Task material:
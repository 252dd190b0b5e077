use serde::Deserialize;

use crate::error::{AppError, Result};

#[derive(Debug, Deserialize, Clone, Default)]
pub struct AppConfig {
    #[serde(default)]
    pub git: GitConfig,
    #[serde(default)]
    pub host: HostConfig,
    #[serde(default)]
    pub policy: ProtectedBranchPolicy,
    #[serde(default)]
    pub runner: RunnerConfig,
}

#[derive(Debug, Deserialize, Clone)]
pub struct GitConfig {
    #[serde(default = "default_git_program")]
    pub program: String,
    #[serde(default = "default_remote")]
    pub remote: String,
    #[serde(default = "default_branch_prefix")]
    pub branch_prefix: String,
    #[serde(default = "default_max_slug_length")]
    pub max_slug_length: usize,
    /// Base branch for new pull requests. When unset the host CLI picks
    /// the repository default.
    #[serde(default)]
    pub base_branch: Option<String>,
}

#[derive(Debug, Deserialize, Clone)]
pub struct HostConfig {
    #[serde(default = "default_host_program")]
    pub program: String,
}

/// Branch names the workflow must never check out, reset, or push over.
/// Passed explicitly into the orchestrator so tests can supply their own.
#[derive(Debug, Deserialize, Clone)]
pub struct ProtectedBranchPolicy {
    #[serde(default = "default_protected_branches")]
    pub protected: Vec<String>,
}

impl ProtectedBranchPolicy {
    pub fn new(protected: Vec<String>) -> Self {
        Self { protected }
    }

    pub fn is_protected(&self, branch: &str) -> bool {
        self.protected.iter().any(|p| p == branch)
    }
}

#[derive(Debug, Deserialize, Clone)]
pub struct RunnerConfig {
    #[serde(default = "default_timeout_secs")]
    pub timeout_secs: u64,
}

fn default_git_program() -> String {
    "git".to_string()
}

fn default_remote() -> String {
    "origin".to_string()
}

fn default_branch_prefix() -> String {
    "patch/".to_string()
}

fn default_max_slug_length() -> usize {
    48
}

fn default_host_program() -> String {
    "gh".to_string()
}

fn default_protected_branches() -> Vec<String> {
    vec!["main".to_string(), "master".to_string()]
}

fn default_timeout_secs() -> u64 {
    120
}

impl Default for GitConfig {
    fn default() -> Self {
        Self {
            program: default_git_program(),
            remote: default_remote(),
            branch_prefix: default_branch_prefix(),
            max_slug_length: default_max_slug_length(),
            base_branch: None,
        }
    }
}

impl Default for HostConfig {
    fn default() -> Self {
        Self {
            program: default_host_program(),
        }
    }
}

impl Default for ProtectedBranchPolicy {
    fn default() -> Self {
        Self {
            protected: default_protected_branches(),
        }
    }
}

impl Default for RunnerConfig {
    fn default() -> Self {
        Self {
            timeout_secs: default_timeout_secs(),
        }
    }
}

impl AppConfig {
    pub fn load(config_path: Option<&str>) -> Result<Self> {
        let mut builder = config::Config::builder();

        // Load from file if specified
        if let Some(path) = config_path {
            builder = builder.add_source(config::File::with_name(path));
        } else {
            // Try default paths
            builder = builder.add_source(config::File::with_name("patchflow").required(false));
        }

        // Environment variable overrides with PATCHFLOW_ prefix
        builder = builder.add_source(
            config::Environment::with_prefix("PATCHFLOW")
                .separator("__")
                .try_parsing(true),
        );

        let config = builder
            .build()
            .map_err(|e| AppError::Config(e.to_string()))?;

        config
            .try_deserialize()
            .map_err(|e| AppError::Config(e.to_string()))
    }
}
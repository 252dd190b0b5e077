use thiserror::Error;

#[derive(Debug, Error)]
pub enum AppError {
    #[error("Configuration error: {0}")]
    Config(String),

    #[error("Protected branch policy violation: {0}")]
    PolicyViolation(String),

    #[error("Failed to launch {program}: {reason}")]
    Launch { program: String, reason: String },

    #[error("{program} did not exit within {timeout_secs}s")]
    Timeout { program: String, timeout_secs: u64 },

    #[error("{step} failed: {reason}")]
    External { step: String, reason: String },

    #[error("I/O error: {0}")]
    Io(#[from] std::io::Error),

    #[error("Serialization error: {0}")]
    Serialization(#[from] serde_json::Error),
}

pub type Result<T> = std::result::Result<T, AppError>;

/// Coarse failure category carried on a workflow outcome and mapped to the
/// process exit status.
#[derive(Debug, Clone, Copy, PartialEq, Eq, serde::Serialize)]
#[serde(rename_all = "snake_case")]
pub enum FailureKind {
    PolicyViolation,
    Launch,
    Timeout,
    External,
}

impl FailureKind {
    pub fn exit_code(self) -> i32 {
        match self {
            FailureKind::PolicyViolation => 2,
            FailureKind::Launch => 3,
            FailureKind::Timeout => 4,
            FailureKind::External => 1,
        }
    }
}

impl From<&AppError> for FailureKind {
    fn from(e: &AppError) -> Self {
        match e {
            AppError::PolicyViolation(_) => FailureKind::PolicyViolation,
            AppError::Launch { .. } => FailureKind::Launch,
            AppError::Timeout { .. } => FailureKind::Timeout,
            _ => FailureKind::External,
        }
    }
}
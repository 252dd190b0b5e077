pub mod process;
#[cfg(test)]
pub mod stub;

use std::path::Path;

use async_trait::async_trait;

use crate::error::Result;

pub use process::ProcessRunner;

/// Captured result of one external command invocation.
///
/// A non-zero exit code is data for the caller to interpret, never an error
/// by itself.
#[derive(Debug, Clone)]
pub struct CommandResult {
    pub exit_code: i32,
    pub stdout: String,
    pub stderr: String,
    pub duration_ms: u64,
}

impl CommandResult {
    pub fn succeeded(&self) -> bool {
        self.exit_code == 0
    }

    /// Combined stdout + stderr view used for pattern matching. The host
    /// CLI is not consistent about which stream carries its messages.
    pub fn merged(&self) -> String {
        let mut merged = self.stdout.clone();
        if !self.stderr.is_empty() {
            if !merged.is_empty() {
                merged.push('\n');
            }
            merged.push_str(&self.stderr);
        }
        merged
    }
}

/// Seam through which every external process (git, host CLI) is invoked.
/// Tests substitute a scripted stub here.
#[async_trait]
pub trait CommandRunner: Send + Sync {
    /// Run `program` with `args` in `cwd` and wait for it to exit.
    ///
    /// Returns `Err` only when the program cannot be spawned or exceeds the
    /// runner's timeout; every exit code is a plain `CommandResult`.
    async fn run(&self, program: &str, args: &[&str], cwd: &Path) -> Result<CommandResult>;
}
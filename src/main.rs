use std::path::PathBuf;
use std::sync::Arc;

use clap::Parser;
use tracing_subscriber::{layer::SubscriberExt, util::SubscriberInitExt, EnvFilter};

use patchflow::config::AppConfig;
use patchflow::runner::ProcessRunner;
use patchflow::workflow::{ChangeRequest, Orchestrator};

#[derive(Parser)]
#[command(
    name = "patchflow",
    about = "Idempotent patch-branch and pull-request workflow over git and gh"
)]
struct Cli {
    /// Change description; becomes the commit message, branch slug, and PR title
    description: String,

    /// Limit staging to this file (repeatable); all tracked changes when omitted
    #[arg(short, long = "file", value_name = "PATH")]
    files: Vec<String>,

    /// Create an issue and link it for auto-close on merge
    #[arg(long)]
    issue: bool,

    /// Create a pull request, or reuse the one already open for the branch
    #[arg(long)]
    pr: bool,

    /// Existing issue number to close when the PR merges
    #[arg(long, value_name = "N")]
    closes: Option<u64>,

    /// Report what would happen without running any mutating command
    #[arg(long)]
    dry_run: bool,

    /// Branch off a protected branch anyway (discouraged)
    #[arg(long)]
    allow_protected_branch: bool,

    /// Print the outcome as JSON
    #[arg(long)]
    json: bool,

    /// Repository directory to operate in
    #[arg(short = 'C', long, value_name = "DIR", default_value = ".")]
    repo_dir: PathBuf,

    /// Path to configuration file
    #[arg(short, long)]
    config: Option<String>,
}

#[tokio::main]
async fn main() -> anyhow::Result<()> {
    // Initialize tracing
    tracing_subscriber::registry()
        .with(EnvFilter::try_from_default_env().unwrap_or_else(|_| EnvFilter::new("info")))
        .with(tracing_subscriber::fmt::layer())
        .init();

    let cli = Cli::parse();

    let config = AppConfig::load(cli.config.as_deref())?;

    let runner = Arc::new(ProcessRunner::new(&config.runner));
    let orchestrator = Orchestrator::new(runner, config, cli.repo_dir);

    let request = ChangeRequest {
        description: cli.description,
        target_files: cli.files,
        create_issue: cli.issue,
        create_pr: cli.pr,
        issue_ref: cli.closes,
        dry_run: cli.dry_run,
        allow_protected_branch: cli.allow_protected_branch,
    };

    let outcome = orchestrator.run(&request).await;

    if cli.json {
        println!("{}", serde_json::to_string_pretty(&outcome)?);
    } else {
        println!("{}", outcome.message);
    }

    std::process::exit(outcome.exit_code());
}
use std::path::Path;
use std::process::Stdio;
use std::time::{Duration, Instant};

use async_trait::async_trait;
use tokio::process::Command;

use crate::config::RunnerConfig;
use crate::error::{AppError, Result};
use crate::runner::{CommandRunner, CommandResult};

/// Spawns real child processes and waits for them sequentially.
pub struct ProcessRunner {
    timeout: Duration,
}

impl ProcessRunner {
    pub fn new(config: &RunnerConfig) -> Self {
        Self {
            timeout: Duration::from_secs(config.timeout_secs),
        }
    }
}

#[async_trait]
impl CommandRunner for ProcessRunner {
    async fn run(&self, program: &str, args: &[&str], cwd: &Path) -> Result<CommandResult> {
        tracing::debug!(program, ?args, "Running external command");

        let started = Instant::now();

        let child = Command::new(program)
            .args(args)
            .current_dir(cwd)
            .stdin(Stdio::null())
            .stdout(Stdio::piped())
            .stderr(Stdio::piped())
            // The child is killed if the timeout drops the future
            .kill_on_drop(true)
            .spawn()
            .map_err(|e| AppError::Launch {
                program: program.to_string(),
                reason: e.to_string(),
            })?;

        let output = tokio::time::timeout(self.timeout, child.wait_with_output())
            .await
            .map_err(|_| AppError::Timeout {
                program: program.to_string(),
                timeout_secs: self.timeout.as_secs(),
            })?
            .map_err(|e| AppError::Launch {
                program: program.to_string(),
                reason: e.to_string(),
            })?;

        let result = CommandResult {
            exit_code: output.status.code().unwrap_or(-1),
            stdout: String::from_utf8_lossy(&output.stdout).into_owned(),
            stderr: String::from_utf8_lossy(&output.stderr).into_owned(),
            duration_ms: started.elapsed().as_millis() as u64,
        };

        tracing::debug!(
            program,
            exit_code = result.exit_code,
            duration_ms = result.duration_ms,
            "External command finished"
        );

        Ok(result)
    }
}
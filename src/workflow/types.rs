use serde::Serialize;

use crate::error::FailureKind;

/// One patch request. Immutable once constructed, never persisted.
#[derive(Debug, Clone)]
pub struct ChangeRequest {
    pub description: String,
    /// Files to stage; empty means all tracked changes.
    pub target_files: Vec<String>,
    pub create_issue: bool,
    pub create_pr: bool,
    /// Existing issue to close on merge. A freshly created issue
    /// (`create_issue`) takes precedence.
    pub issue_ref: Option<u64>,
    pub dry_run: bool,
    pub allow_protected_branch: bool,
}

impl ChangeRequest {
    pub fn new(description: impl Into<String>) -> Self {
        Self {
            description: description.into(),
            target_files: Vec::new(),
            create_issue: false,
            create_pr: false,
            issue_ref: None,
            dry_run: false,
            allow_protected_branch: false,
        }
    }
}

/// Aggregated result of one workflow run; the sole value surfaced to the
/// caller/CLI. A dry run produces the same shape as a live run, telling
/// them apart only via `dry_run`.
#[derive(Debug, Serialize)]
pub struct WorkflowOutcome {
    pub success: bool,
    pub dry_run: bool,
    pub branch_name: String,
    pub pull_request_url: Option<String>,
    pub pull_request_number: Option<u64>,
    pub issue_number: Option<u64>,
    /// One human-readable sentence.
    pub message: String,
    /// Ordered raw diagnostic trail.
    pub errors: Vec<String>,
    #[serde(skip_serializing_if = "Option::is_none")]
    pub failure: Option<FailureKind>,
}

impl WorkflowOutcome {
    pub fn new(branch_name: String, dry_run: bool) -> Self {
        Self {
            success: false,
            dry_run,
            branch_name,
            pull_request_url: None,
            pull_request_number: None,
            issue_number: None,
            message: String::new(),
            errors: Vec::new(),
            failure: None,
        }
    }

    pub fn exit_code(&self) -> i32 {
        if self.success {
            0
        } else {
            self.failure.map(FailureKind::exit_code).unwrap_or(1)
        }
    }
}
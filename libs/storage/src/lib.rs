pub mod media;
pub mod path;
pub mod stream;
pub mod template;
pub mod timestamp;

pub use media::{extension_for_format, format_from_extension, is_media_file};
pub use path::{archive_path, sanitize_component, validate_path};
pub use stream::infer_stream;
pub use template::{recording_path, render_template};
pub use timestamp::{FilenameTimestamp, TimestampPattern, parse_filename_timestamp};
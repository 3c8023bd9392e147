use std::sync::Arc;

use tokio::sync::watch;
use tracing::info;

/// Cancellation shared by every background driver.
///
/// Backed by a `watch` channel so that a driver subscribing after the trigger
/// still observes it.
#[derive(Clone)]
pub struct Shutdown {
    notify: Arc<watch::Sender<bool>>,
}

impl Shutdown {
    pub fn new() -> Self {
        let (notify, _) = watch::channel(false);
        Self {
            notify: Arc::new(notify),
        }
    }

    pub fn trigger(&self) {
        let changed = self.notify.send_if_modified(|fired| {
            let first = !*fired;
            *fired = true;
            first
        });
        if changed {
            info!("[shutdown] signal triggered");
        }
    }

    pub fn is_triggered(&self) -> bool {
        *self.notify.borrow()
    }

    /// Resolves once [`Shutdown::trigger`] has been called
    pub async fn wait(&self) {
        let mut rx = self.notify.subscribe();
        let _ = rx.wait_for(|fired| *fired).await;
    }
}

impl Default for Shutdown {
    fn default() -> Self {
        Self::new()
    }
}

#[cfg(test)]
mod tests {
    use super::*;
    use std::time::Duration;

    #[tokio::test]
    async fn test_wait_after_trigger() {
        let shutdown = Shutdown::new();
        shutdown.trigger();
        shutdown.trigger();
        assert!(shutdown.is_triggered());
        tokio::time::timeout(Duration::from_secs(1), shutdown.wait())
            .await
            .unwrap();
    }

    #[tokio::test]
    async fn test_wait_wakes_subscribers() {
        let shutdown = Shutdown::new();
        let waiter = {
            let shutdown = shutdown.clone();
            tokio::spawn(async move { shutdown.wait().await })
        };
        tokio::task::yield_now().await;
        shutdown.trigger();
        tokio::time::timeout(Duration::from_secs(1), waiter)
            .await
            .unwrap()
            .unwrap();
    }
}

What needs to be done:
When a line in the listing includes the word "usize", report that line in full.

Solution for this exercise:
    pub max_slug_length: usize,
fn default_max_slug_length() -> usize {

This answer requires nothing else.